Managing motion in the lungs for clinical studies is still very challenging, particularly for our patients with compromised lung function who may breath irregularly, cough, and not be able to perform breath-holds. Still one of the challenges faced in my groups work is how to extract reliable estimates of motion. I think it is something that is not always well definied in the literature, and unspoken challenge that we all assume is a solved problem. Clinical deployment requires high reliabilities, I’d guess upwards of 95% success rates, and I think we are not there yet.
Lung MRI also suffers from relatively poor vendor support.

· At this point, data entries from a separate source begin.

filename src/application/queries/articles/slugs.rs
use super::ArticleQueryService;
use crate::domain::article::SlugEntry;
use std::collections::BTreeSet;

impl ArticleQueryService {
    /// Every routable slug, for static path enumeration.
    pub async fn list_all_slugs(&self) -> BTreeSet<String> {
        self.slug_entries()
            .await
            .into_iter()
            .map(|entry| entry.slug.into_inner())
            .collect()
    }

    /// Slugs with their publication timestamps, in backend order.
    pub async fn slug_entries(&self) -> Vec<SlugEntry> {
        match self.read_repo.list_slugs().await {
            Ok(entries) => entries,
            Err(err) => {
                tracing::warn!(error = %err, "slug enumeration failed; serving empty set");
                Vec::new()
            }
        }
    }
}
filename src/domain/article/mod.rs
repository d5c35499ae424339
pub mod entity;
pub mod repository;
pub mod value_objects;

pub use entity::{Article, ArticleSummary, FaqEntry, Product, SlugEntry};
pub use repository::{ArticleFilter, ArticleReadRepository};
pub use value_objects::{ArticleId, ArticleSlug, ArticleTitle, Difficulty};
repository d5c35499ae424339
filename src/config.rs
// src/config.rs
use std::{env, time::Duration};
use thiserror::Error;

#[derive(Clone, Debug)]
pub struct AppConfig {
    listen_addr: String,
    site_url: String,
    revalidate: Duration,
    subscriber_source: String,
    sanity: SanityConfig,
}

/// Connection settings for the content backend.
#[derive(Clone, Debug)]
pub struct SanityConfig {
    pub project_id: String,
    pub dataset: String,
    pub api_version: String,
    /// Write token; reads work without one.
    pub token: Option<String>,
    /// Overrides `https://{project_id}.api.sanity.io`.
    pub api_host: Option<String>,
    pub timeout: Duration,
}

impl SanityConfig {
    pub fn api_host(&self) -> String {
        self.api_host
            .clone()
            .unwrap_or_else(|| format!("https://{}.api.sanity.io", self.project_id))
    }
}

#[derive(Debug, Error)]
pub enum ConfigError {
    #[error("missing environment variable: {0}")]
    Missing(&'static str),
    #[error("invalid configuration: {0}")]
    Invalid(String),
}

fn default_listen_addr() -> String {
    "127.0.0.1:8080".into()
}

fn default_site_url() -> String {
    "https://trustedhomeessentials.com".into()
}

fn default_dataset() -> String {
    "production".into()
}

fn default_api_version() -> String {
    "2023-05-03".into()
}

fn default_subscriber_source() -> String {
    "maintenance-checklist".into()
}

const fn default_revalidate_secs() -> u64 {
    60
}

const fn default_timeout_secs() -> u64 {
    10
}

fn non_empty_var(key: &str) -> Option<String> {
    env::var(key)
        .ok()
        .map(|v| v.trim().to_string())
        .filter(|v| !v.is_empty())
}

fn seconds_var(key: &'static str, default: u64) -> Result<Duration, ConfigError> {
    match non_empty_var(key) {
        Some(raw) => raw
            .parse::<u64>()
            .map(Duration::from_secs)
            .map_err(|_| ConfigError::Invalid(format!("{key} must be a whole number of seconds"))),
        None => Ok(Duration::from_secs(default)),
    }
}

impl AppConfig {
    /// Build configuration from environment variables. Uses sensible defaults
    /// for optional values and validates required keys.
    pub fn from_env() -> Result<Self, ConfigError> {
        dotenvy::dotenv().ok();

        let project_id = non_empty_var("SANITY_PROJECT_ID")
            .or_else(|| non_empty_var("NEXT_PUBLIC_SANITY_PROJECT_ID"))
            .ok_or(ConfigError::Missing("SANITY_PROJECT_ID"))?;
        if !project_id
            .chars()
            .all(|c| c.is_ascii_alphanumeric() || c == '-')
        {
            return Err(ConfigError::Invalid(
                "SANITY_PROJECT_ID may only contain letters, digits and dashes".into(),
            ));
        }

        let dataset = non_empty_var("SANITY_DATASET")
            .or_else(|| non_empty_var("NEXT_PUBLIC_SANITY_DATASET"))
            .unwrap_or_else(default_dataset);
        let api_version = non_empty_var("SANITY_API_VERSION").unwrap_or_else(default_api_version);
        let token =
            non_empty_var("SANITY_API_TOKEN").or_else(|| non_empty_var("SANITY_API_WRITE_TOKEN"));
        let api_host = non_empty_var("SANITY_API_HOST");

        let site_url = non_empty_var("SITE_URL").unwrap_or_else(default_site_url);
        if url::Url::parse(&site_url).is_err() {
            return Err(ConfigError::Invalid(format!("SITE_URL is not a URL: {site_url}")));
        }

        Ok(Self {
            listen_addr: non_empty_var("LISTEN_ADDR").unwrap_or_else(default_listen_addr),
            site_url: site_url.trim_end_matches('/').to_string(),
            revalidate: seconds_var("REVALIDATE_SECONDS", default_revalidate_secs())?,
            subscriber_source: non_empty_var("SUBSCRIBER_SOURCE")
                .unwrap_or_else(default_subscriber_source),
            sanity: SanityConfig {
                project_id,
                dataset,
                api_version,
                token,
                api_host,
                timeout: seconds_var("HTTP_TIMEOUT_SECONDS", default_timeout_secs())?,
            },
        })
    }

    pub fn listen_addr(&self) -> &str {
        &self.listen_addr
    }

    pub fn site_url(&self) -> &str {
        &self.site_url
    }

    /// Freshness hint sent to caches in front of the site.
    pub fn revalidate(&self) -> Duration {
        self.revalidate
    }

    pub fn subscriber_source(&self) -> &str {
        &self.subscriber_source
    }

    pub fn sanity(&self) -> &SanityConfig {
        &self.sanity
    }
}

#[cfg(test)]
mod tests {
    use super::*;

    fn sanity(api_host: Option<&str>) -> SanityConfig {
        SanityConfig {
            project_id: "abc123".into(),
            dataset: "production".into(),
            api_version: "2023-05-03".into(),
            token: None,
            api_host: api_host.map(str::to_string),
            timeout: Duration::from_secs(10),
        }
    }

    #[test]
    fn api_host_defaults_to_project_subdomain() {
        assert_eq!(sanity(None).api_host(), "https://abc123.api.sanity.io");
        assert_eq!(
            sanity(Some("http://127.0.0.1:9999")).api_host(),
            "http://127.0.0.1:9999"
        );
    }
}
pub mod article;
pub mod category;
pub mod content;
pub mod errors;
pub mod subscriber;
// src/presentation/http/views/article.rs
use super::Head;
use crate::application::{
    pages::ArticlePage,
    render::{LinkTarget, classify, to_html},
};
use askama::Template;

struct ProductLink {
    href: String,
    external: bool,
}

struct ProductView<'a> {
    name: &'a str,
    notes: Option<&'a str>,
    link: Option<ProductLink>,
}

#[derive(Template)]
#[template(path = "article.html")]
pub struct ArticleTemplate<'a> {
    head: Head,
    page: &'a ArticlePage,
    byline: Option<String>,
    products: Vec<ProductView<'a>>,
    steps_html: String,
    body_html: String,
}

impl<'a> ArticleTemplate<'a> {
    pub fn new(page: &'a ArticlePage, site_url: &str) -> Self {
        let head = Head::titled(page.title.clone())
            .described(page.description.as_deref())
            .canonical(site_url, &format!("/{}", page.slug))
            .structured_data(page.structured_data.as_ref());

        let products = page
            .products
            .iter()
            .map(|product| ProductView {
                name: &product.name,
                notes: product.notes.as_deref(),
                link: product
                    .url
                    .as_deref()
                    .and_then(classify)
                    .map(|target| match target {
                        LinkTarget::External(href) => ProductLink {
                            href,
                            external: true,
                        },
                        LinkTarget::Internal(href) => ProductLink {
                            href,
                            external: false,
                        },
                    }),
            })
            .collect();

        Self {
            head,
            page,
            byline: byline(page),
            products,
            steps_html: to_html(&page.steps),
            body_html: to_html(&page.body),
        }
    }
}

fn byline(page: &ArticlePage) -> Option<String> {
    let parts: Vec<String> = page
        .author_name
        .iter()
        .map(|author| format!("By {author}"))
        .chain(page.published_label.iter().cloned())
        .chain(page.category.iter().map(|category| category.title.clone()))
        .collect();
    (!parts.is_empty()).then(|| parts.join(" · "))
}
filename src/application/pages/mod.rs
//! Page assembly: query, render, and shape the view models handlers serve.

mod article;
mod listing;
mod seo;

pub use article::{ArticlePage, ArticlePageState, Breadcrumb, GUIDES_PATH, format_date};
pub use listing::{ArticleCard, ListingPage};
pub use seo::{ChangeFrequency, SitemapEntry, robots_txt, sitemap_entries, sitemap_xml};

use crate::application::{
    ports::time::Clock,
    queries::articles::{ArticleQueryService, GetArticleBySlugQuery, ListArticlesQuery},
};
use std::sync::Arc;

pub struct PageService {
    queries: Arc<ArticleQueryService>,
    clock: Arc<dyn Clock>,
    site_url: String,
}

impl PageService {
    pub fn new(
        queries: Arc<ArticleQueryService>,
        clock: Arc<dyn Clock>,
        site_url: impl Into<String>,
    ) -> Self {
        Self {
            queries,
            clock,
            site_url: site_url.into(),
        }
    }

    pub fn site_url(&self) -> &str {
        &self.site_url
    }

    pub async fn article_page(&self, slug: &str) -> ArticlePageState {
        let query = GetArticleBySlugQuery {
            slug: slug.to_string(),
        };
        match self.queries.get_article_by_slug(query).await {
            Some(article) => ArticlePageState::Found(Box::new(ArticlePage::from(article))),
            None => ArticlePageState::NotFound,
        }
    }

    /// Articles and categories are fetched concurrently; either may come back
    /// empty without affecting the other.
    pub async fn listing_page(&self, category: Option<String>) -> ListingPage {
        let selected_category = category
            .map(|category| category.trim().to_string())
            .filter(|category| !category.is_empty());
        let query = ListArticlesQuery {
            category: selected_category.clone(),
        };

        let (articles, categories) = tokio::join!(
            self.queries.list_articles(query),
            self.queries.list_categories()
        );

        ListingPage {
            cards: articles.into_iter().map(ArticleCard::from).collect(),
            categories,
            selected_category,
        }
    }

    pub async fn sitemap(&self) -> Vec<SitemapEntry> {
        let slugs = self.queries.slug_entries().await;
        sitemap_entries(&self.site_url, slugs, self.clock.now())
    }

    pub fn robots(&self) -> String {
        robots_txt(&self.site_url)
    }
}
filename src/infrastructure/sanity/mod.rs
// src/infrastructure/sanity/mod.rs
mod client;
mod documents;
mod error;
mod queries;
mod repositories;

pub use client::SanityClient;
pub use documents::parse_timestamp;
pub use error::SanityError;
pub use repositories::{
    SanityArticleRepository, SanityCategoryRepository, SanitySubscriberRepository,
    subscriber_document,
};
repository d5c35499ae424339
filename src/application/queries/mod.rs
pub mod articles;
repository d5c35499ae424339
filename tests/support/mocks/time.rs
// tests/support/mocks/time.rs
use chrono::{DateTime, Utc};
use homeguide::application::ports::time::Clock;
use once_cell::sync::Lazy;

/// Fixed timestamp shared by every test clock.
static FIXED_NOW: Lazy<DateTime<Utc>> = Lazy::new(|| {
    DateTime::parse_from_rfc3339("2025-01-15T12:00:00Z")
        .expect("invalid RFC3339 in tests/support/mocks/time.rs")
        .with_timezone(&Utc)
});

pub fn fixed_now() -> DateTime<Utc> {
    *FIXED_NOW
}

pub struct FixedClock;

impl Clock for FixedClock {
    fn now(&self) -> DateTime<Utc> {
        fixed_now()
    }
}
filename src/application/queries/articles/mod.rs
mod categories;
mod get_by_slug;
mod list;
mod service;
mod slugs;

#[cfg(test)]
pub(crate) mod test_support;

pub use get_by_slug::GetArticleBySlugQuery;
pub use list::ListArticlesQuery;
pub use service::ArticleQueryService;
// src/presentation/http/views/static_pages.rs
use super::Head;
use askama::Template;

#[derive(Template)]
#[template(path = "not_found.html")]
pub struct NotFoundTemplate {
    head: Head,
}

impl Default for NotFoundTemplate {
    fn default() -> Self {
        Self {
            head: Head::titled("Page not found"),
        }
    }
}

#[derive(Template)]
#[template(path = "about.html")]
pub struct AboutTemplate {
    head: Head,
}

impl AboutTemplate {
    pub fn new(site_url: &str) -> Self {
        Self {
            head: Head::titled("About")
                .described(Some("Who writes our home guides and how we test them."))
                .canonical(site_url, "/about"),
        }
    }
}

#[derive(Template)]
#[template(path = "privacy.html")]
pub struct PrivacyTemplate {
    head: Head,
}

impl PrivacyTemplate {
    pub fn new(site_url: &str) -> Self {
        Self {
            head: Head::titled("Privacy Policy").canonical(site_url, "/privacy-policy"),
        }
    }
}
use std::sync::Arc;

use crate::domain::{article::ArticleReadRepository, category::CategoryReadRepository};

/// Read access to the catalog for page handlers.
///
/// Every method absorbs backend failures: the failure is logged and the
/// caller receives the same value it would get for a missing document or an
/// empty catalog.
pub struct ArticleQueryService {
    pub(super) read_repo: Arc<dyn ArticleReadRepository>,
    pub(super) category_repo: Arc<dyn CategoryReadRepository>,
}

impl ArticleQueryService {
    pub fn new(
        read_repo: Arc<dyn ArticleReadRepository>,
        category_repo: Arc<dyn CategoryReadRepository>,
    ) -> Self {
        Self {
            read_repo,
            category_repo,
        }
    }
}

Most vendors do not provide FDA-approved pulse sequences (e.g. UTE) that work well for lung MRI, although there are generally works-in-progress (WIP) research prototypes available. I think some hesitation is that the demand for lung MRI scans is small, so there is not a significant financial incentive. The field has benefitted immensively from Prof. Kevin Johnson’s GE scanner sequencer, and I’ve also seen some great utility of the Siemens stack-of-spirals UTE sequence. We can work with clinicians to increase demand and also encourage vendor support whenever possible.
I’m a huge proponent of open-source software, founding the PulmonaryMRI GitHub Organization, and I think we are in a bit of a golden age for open-source MRI. It is now widely accepted as beneficial to advancing MRI, and the introduction of open-source pulse sequence programming via tools such as Pulseq has opened up this realm that was historically tied into specific vendor environments. https://github.com/PulmonaryMRI/ currently hosts mostly reconstruction software, and I would love to see some more pulse sequences as well as image analysis tools become available.
Finally, I’ve been impressed and fascinated by the progress of Hyperpolarized Xenon-129 gas MRI (HPX) as now a clinically reimbursable study. This is potentially a game-changer for lung MRI, if HPX can be a robust study ordered by clinicians in their normal workflow. The next couple of years will be important to see if this transition can occur from research to the clinic. Who knows, maybe I’ll dabble in HPX someday!